▸ How to complete this task: Below are records; copy every line among them that contains the word "filter".

▸ Stored data:
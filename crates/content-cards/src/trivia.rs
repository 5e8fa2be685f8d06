use rand::seq::SliceRandom;
use rand::Rng;
use serde::Serialize;
use serde_json::json;

use crate::difficulty::tier_to_store_difficulty;

#[derive(Debug, Clone, Serialize, PartialEq)]
pub struct TriviaChoice {
    pub text: String,
    #[serde(rename = "isCorrect")]
    pub is_correct: bool,
}

/// Sample 3 distractors from `pool` (shuffled, deduplicated against
/// `correct`), padding with `"Not {correct}"` placeholders if the pool is
/// too small.
pub fn sample_distractors(correct: &str, pool: &[String]) -> Vec<String> {
    let mut candidates: Vec<String> = pool.iter().filter(|p| p.as_str() != correct).cloned().collect();
    candidates.shuffle(&mut rand::thread_rng());
    candidates.truncate(3);
    while candidates.len() < 3 {
        candidates.push(format!("Not {correct}"));
    }
    candidates
}

/// Build a 4-option choice list with the correct answer spliced at a uniform
/// random index, and the 0-based index of that slot.
pub fn build_choices(correct: &str, distractors: Vec<String>) -> (Vec<TriviaChoice>, usize) {
    let correct_index = rand::thread_rng().gen_range(0..4);
    let mut texts = distractors;
    texts.insert(correct_index, correct.to_string());
    let choices = texts
        .into_iter()
        .enumerate()
        .map(|(i, text)| TriviaChoice { text, is_correct: i == correct_index })
        .collect();
    (choices, correct_index)
}

pub fn trivia_properties(
    choices: &[TriviaChoice],
    correct_index: usize,
    explanation: &str,
    hint: &str,
) -> serde_json::Value {
    json!({
        "choices": choices,
        "correct_index": correct_index,
        "explanation": explanation,
        "hint": hint,
        "aisource": "card-engine",
    })
}

pub fn store_difficulty(tier: i32) -> &'static str {
    tier_to_store_difficulty(tier)
}

#[cfg(test)]
mod tests {
    use super::*;

    #[test]
    fn distractors_exclude_the_correct_answer() {
        let pool = vec!["Alice".to_string(), "Bob".to_string(), "Carol".to_string(), "Bob".to_string()];
        let out = sample_distractors("Bob", &pool);
        assert_eq!(out.len(), 3);
        assert!(!out.contains(&"Bob".to_string()));
    }

    #[test]
    fn pads_when_pool_too_small() {
        let out = sample_distractors("Bob", &[]);
        assert_eq!(out, vec!["Not Bob".to_string(); 3]);
    }

    #[test]
    fn exactly_one_correct_choice() {
        let (choices, correct_index) = build_choices("Bob", vec!["A".into(), "B".into(), "C".into()]);
        assert_eq!(choices.len(), 4);
        assert_eq!(choices[correct_index].text, "Bob");
        assert_eq!(choices.iter().filter(|c| c.is_correct).count(), 1);
    }
}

▸ Your response:
    let mut candidates: Vec<String> = pool.iter().filter(|p| p.as_str() != correct).cloned().collect();
        assert_eq!(choices.iter().filter(|c| c.is_correct).count(), 1);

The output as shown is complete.